#### Exercise directions
Repeat every record exactly.

═════ Given data

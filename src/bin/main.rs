use std::{error::Error, fs, path};

use clap::Parser;
use yaml_rust::YamlLoader;

use stellar_riemann::{Capabilities, RiemannConfig, Tube1d};

#[derive(Parser)]
pub struct Cli {
    /// The path to the config file to read
    #[clap(parse(from_os_str))]
    pub config: path::PathBuf,
}

fn main() -> Result<(), Box<dyn Error>> {
    // parse command line parameters
    let args = Cli::parse();

    // read configuration
    let docs = YamlLoader::load_from_str(&fs::read_to_string(args.config)?)?;
    let config = &docs[0];

    let caps = Capabilities::from_yaml(config)?;
    let riemann_cfg = RiemannConfig::from_yaml(config)?;
    riemann_cfg.check_capabilities(&caps)?;

    let gamma = config["hydrodynamics"]["gamma"].as_f64().unwrap_or(1.4);
    let n_zones = config["tube"]["n_zones"].as_i64().unwrap_or(256) as usize;
    let t_end = config["tube"]["t_end"].as_f64().unwrap_or(0.2);
    let cfl = config["tube"]["cfl"].as_f64().unwrap_or(0.5);

    // run the Sod tube under the configured solver
    let mut tube = Tube1d::sod(n_zones, gamma, riemann_cfg);
    let steps = tube.run_to(t_end, cfl)?;

    println!(
        "sod tube: {} zones, gamma = {}, t_end = {}, {} steps",
        n_zones, gamma, t_end, steps
    );
    println!("{:>10} {:>14} {:>14} {:>14}", "x", "rho", "u", "p");
    let prim = tube.primitive_layout();
    let stride = (n_zones / 16).max(1);
    for i in (0..n_zones).step_by(stride) {
        let x = (i as f64 + 0.5) / n_zones as f64;
        let zone = tube.zone(i);
        println!(
            "{:>10.4} {:>14.6e} {:>14.6e} {:>14.6e}",
            x,
            zone[prim.qrho],
            zone[prim.vel(0)],
            zone[prim.qpres]
        );
    }

    println!("Done!");
    Ok(())
}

══════════

#### Response
filename src/bin/main.rs
use std::{error::Error, fs, path};

use clap::Parser;
use yaml_rust::YamlLoader;

use stellar_riemann::{Capabilities, RiemannConfig, Tube1d};

#[derive(Parser)]
pub struct Cli {
    /// The path to the config file to read
    #[clap(parse(from_os_str))]
    pub config: path::PathBuf,
}

fn main() -> Result<(), Box<dyn Error>> {
    // parse command line parameters
    let args = Cli::parse();

    // read configuration
    let docs = YamlLoader::load_from_str(&fs::read_to_string(args.config)?)?;
    let config = &docs[0];

    let caps = Capabilities::from_yaml(config)?;
    let riemann_cfg = RiemannConfig::from_yaml(config)?;
    riemann_cfg.check_capabilities(&caps)?;

    let gamma = config["hydrodynamics"]["gamma"].as_f64().unwrap_or(1.4);
    let n_zones = config["tube"]["n_zones"].as_i64().unwrap_or(256) as usize;
    let t_end = config["tube"]["t_end"].as_f64().unwrap_or(0.2);
    let cfl = config["tube"]["cfl"].as_f64().unwrap_or(0.5);

    // run the Sod tube under the configured solver
    let mut tube = Tube1d::sod(n_zones, gamma, riemann_cfg);
    let steps = tube.run_to(t_end, cfl)?;

    println!(
        "sod tube: {} zones, gamma = {}, t_end = {}, {} steps",
        n_zones, gamma, t_end, steps
    );
    println!("{:>10} {:>14} {:>14} {:>14}", "x", "rho", "u", "p");
    let prim = tube.primitive_layout();
    let stride = (n_zones / 16).max(1);
    for i in (0..n_zones).step_by(stride) {
        let x = (i as f64 + 0.5) / n_zones as f64;
        let zone = tube.zone(i);
        println!(
            "{:>10.4} {:>14.6e} {:>14.6e} {:>14.6e}",
            x,
            zone[prim.qrho],
            zone[prim.vel(0)],
            zone[prim.qpres]
        );
    }

    println!("Done!");
    Ok(())
}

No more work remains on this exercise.